▶ **WORK REQUIRED**
Start with the first line of the records below. Output each line exactly, ending with the one that contains "fields(root = %source.root().display()))]".
"""
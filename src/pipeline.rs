// src/pipeline.rs

use anyhow::Result;
use rayon::prelude::*;
use std::time::Instant;
use tracing::{debug, info, instrument};

use crate::{
    aggregate::aggregate,
    config::Config,
    discover::FileSource,
    duck::{self, LoadReport},
    load::load_file,
    normalize::normalize,
    table::Table,
};

/// Load every file the source lists and aggregate them into one table.
/// Files are parsed in parallel; the concatenation keeps listing order.
#[instrument(level = "info", skip_all, fields(root = %source.root().display()))]
pub fn load_all(source: &dyn FileSource, cfg: &Config) -> Result<Table> {
    let files = source.files()?;
    info!(count = files.len(), "total count of files");

    let start = Instant::now();
    let loaded = files
        .into_par_iter()
        .map(|name| {
            let path = source.root().join(&name);
            debug!(file = %name, "read file");
            let table = load_file(&path)?;
            Ok((name, table))
        })
        .collect::<Result<Vec<_>>>()?;
    info!(elapsed = ?start.elapsed(), "loaded all files");

    aggregate(loaded, cfg)
}

/// Bulk-load `table` into the configured database table. Without a table,
/// everything `source` lists is loaded and aggregated first.
pub fn write(table: Option<Table>, cfg: &Config, source: &dyn FileSource) -> Result<LoadReport> {
    let table = match table {
        Some(table) => table,
        None => normalize(load_all(source, cfg)?, &cfg.policy())?,
    };
    info!(columns = table.num_columns(), rows = table.num_rows(), "writing table");
    duck::bulk_insert(&table, &cfg.database)
}

#[cfg(test)]
mod tests {
    use super::*;
    use crate::{
        config::{DatabaseConfig, SnapshotConfig},
        discover::{DirectorySource, FixedFiles},
        error::EtlError,
        snapshot,
        table::ColumnData,
    };
    use rust_xlsxwriter::Workbook;
    use std::{fs, path::Path};
    use tempfile::{tempdir, TempDir};
    use tracing_subscriber::{EnvFilter, FmtSubscriber};

    fn init_test_logging() {
        let subscriber = FmtSubscriber::builder()
            .with_env_filter(
                EnvFilter::try_from_default_env()
                    .unwrap_or_else(|_| EnvFilter::new("info,tabload=debug")),
            )
            .with_test_writer()
            .finish();
        let _ = tracing::subscriber::set_global_default(subscriber);
    }

    fn test_config(work: &TempDir) -> Config {
        Config {
            source_dir: work.path().join("in"),
            snapshot: SnapshotConfig {
                enabled: true,
                dir: work.path().join("interim"),
                shard_rows: 5_000_000,
            },
            database: DatabaseConfig {
                connection: work.path().join("out.duckdb").to_string_lossy().to_string(),
                table: "default_table".into(),
                create_table: true,
            },
            ..Config::default()
        }
    }

    fn write_inputs(dir: &Path) -> Result<()> {
        fs::create_dir_all(dir)?;
        fs::write(
            dir.join("first.csv"),
            "col_A,col_B,col_C,Name\n1.5,,3, alpha \n,2,NA,beta\n",
        )?;

        let mut book = Workbook::new();
        let sheet = book.add_worksheet();
        for (i, h) in ["Name", "col_C", "col_B", "col_A"].iter().enumerate() {
            sheet.write_string(0, i as u16, *h)?;
        }
        sheet.write_string(1, 0, "gamma")?;
        sheet.write_number(1, 1, 4.0)?;
        sheet.write_string(1, 2, " 5 ")?;
        book.save(dir.join("second.xlsx"))?;

        fs::write(dir.join("notes.txt"), "ignored")?;
        Ok(())
    }

    #[test]
    fn end_to_end_directory_load() -> Result<()> {
        init_test_logging();
        let work = tempdir()?;
        let cfg = test_config(&work);
        write_inputs(&cfg.source_dir)?;

        let source = DirectorySource::new(&cfg.source_dir);
        let report = write(None, &cfg, &source)?;
        assert_eq!(report.rows, 3);
        assert_eq!(report.columns, 5);

        let conn = duck::open_db(&cfg.database.connection)?;
        let total: f64 = conn.query_row(
            "SELECT SUM(\"col_A\") + SUM(\"col_B\") + SUM(\"col_C\") FROM default_table",
            [],
            |r| r.get(0),
        )?;
        // col_A 1.5 + 0 + 0, col_B 0 + 2 + 5, col_C 3 + 0 + 4
        assert_eq!(total, 15.5);

        let names: i64 = conn.query_row(
            "SELECT COUNT(*) FROM default_table WHERE \"Name\" IN ('alpha', 'beta', 'gamma')",
            [],
            |r| r.get(0),
        )?;
        assert_eq!(names, 3);

        let snap = snapshot::read(&cfg.snapshot.dir)?;
        assert_eq!(snap.num_rows(), 3);
        assert_eq!(snap.columns()[0].name, "Filename");
        Ok(())
    }

    #[test]
    fn fixed_file_source_reads_one_file() -> Result<()> {
        let work = tempdir()?;
        let cfg = test_config(&work);
        write_inputs(&cfg.source_dir)?;

        let source = FixedFiles::new(&cfg.source_dir, vec!["first.csv".into()]);
        let table = load_all(&source, &cfg)?;
        assert_eq!(table.num_rows(), 2);
        assert_eq!(
            table.column("Filename").unwrap().data,
            ColumnData::Text(vec![Some("first.csv".into()), Some("first.csv".into())])
        );
        assert_eq!(
            table.column("col_C").unwrap().data,
            ColumnData::Float64(vec![Some(3.0), Some(0.0)])
        );
        Ok(())
    }

    #[test]
    fn unsupported_file_aborts_the_batch() -> Result<()> {
        let work = tempdir()?;
        let cfg = test_config(&work);
        write_inputs(&cfg.source_dir)?;
        fs::write(cfg.source_dir.join("report.pdf"), "x")?;

        let source = FixedFiles::new(
            &cfg.source_dir,
            vec!["first.csv".into(), "report.pdf".into()],
        );
        let err = write(None, &cfg, &source).unwrap_err();
        assert!(matches!(
            err.downcast_ref::<EtlError>(),
            Some(EtlError::UnsupportedType { .. })
        ));
        assert!(!Path::new(&cfg.database.connection).exists());
        Ok(())
    }

    #[test]
    fn supplied_table_skips_discovery() -> Result<()> {
        let work = tempdir()?;
        let cfg = test_config(&work);
        let source = FixedFiles::new(work.path().join("does-not-exist"), Vec::new());

        let table = Table::new(vec![crate::table::Column::new(
            "Name",
            ColumnData::Text(vec![Some("only".into())]),
        )])?;
        let report = write(Some(table), &cfg, &source)?;
        assert_eq!(report.rows, 1);
        Ok(())
    }
}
"""
▶ **EXERCISE RESULT**
filename src/pipeline.rs
// src/pipeline.rs

use anyhow::Result;
use rayon::prelude::*;
use std::time::Instant;
use tracing::{debug, info, instrument};

use crate::{
    aggregate::aggregate,
    config::Config,
    discover::FileSource,
    duck::{self, LoadReport},
    load::load_file,
    normalize::normalize,
    table::Table,
};

/// Load every file the source lists and aggregate them into one table.
/// Files are parsed in parallel; the concatenation keeps listing order.
#[instrument(level = "info", skip_all, fields(root = %source.root().display()))]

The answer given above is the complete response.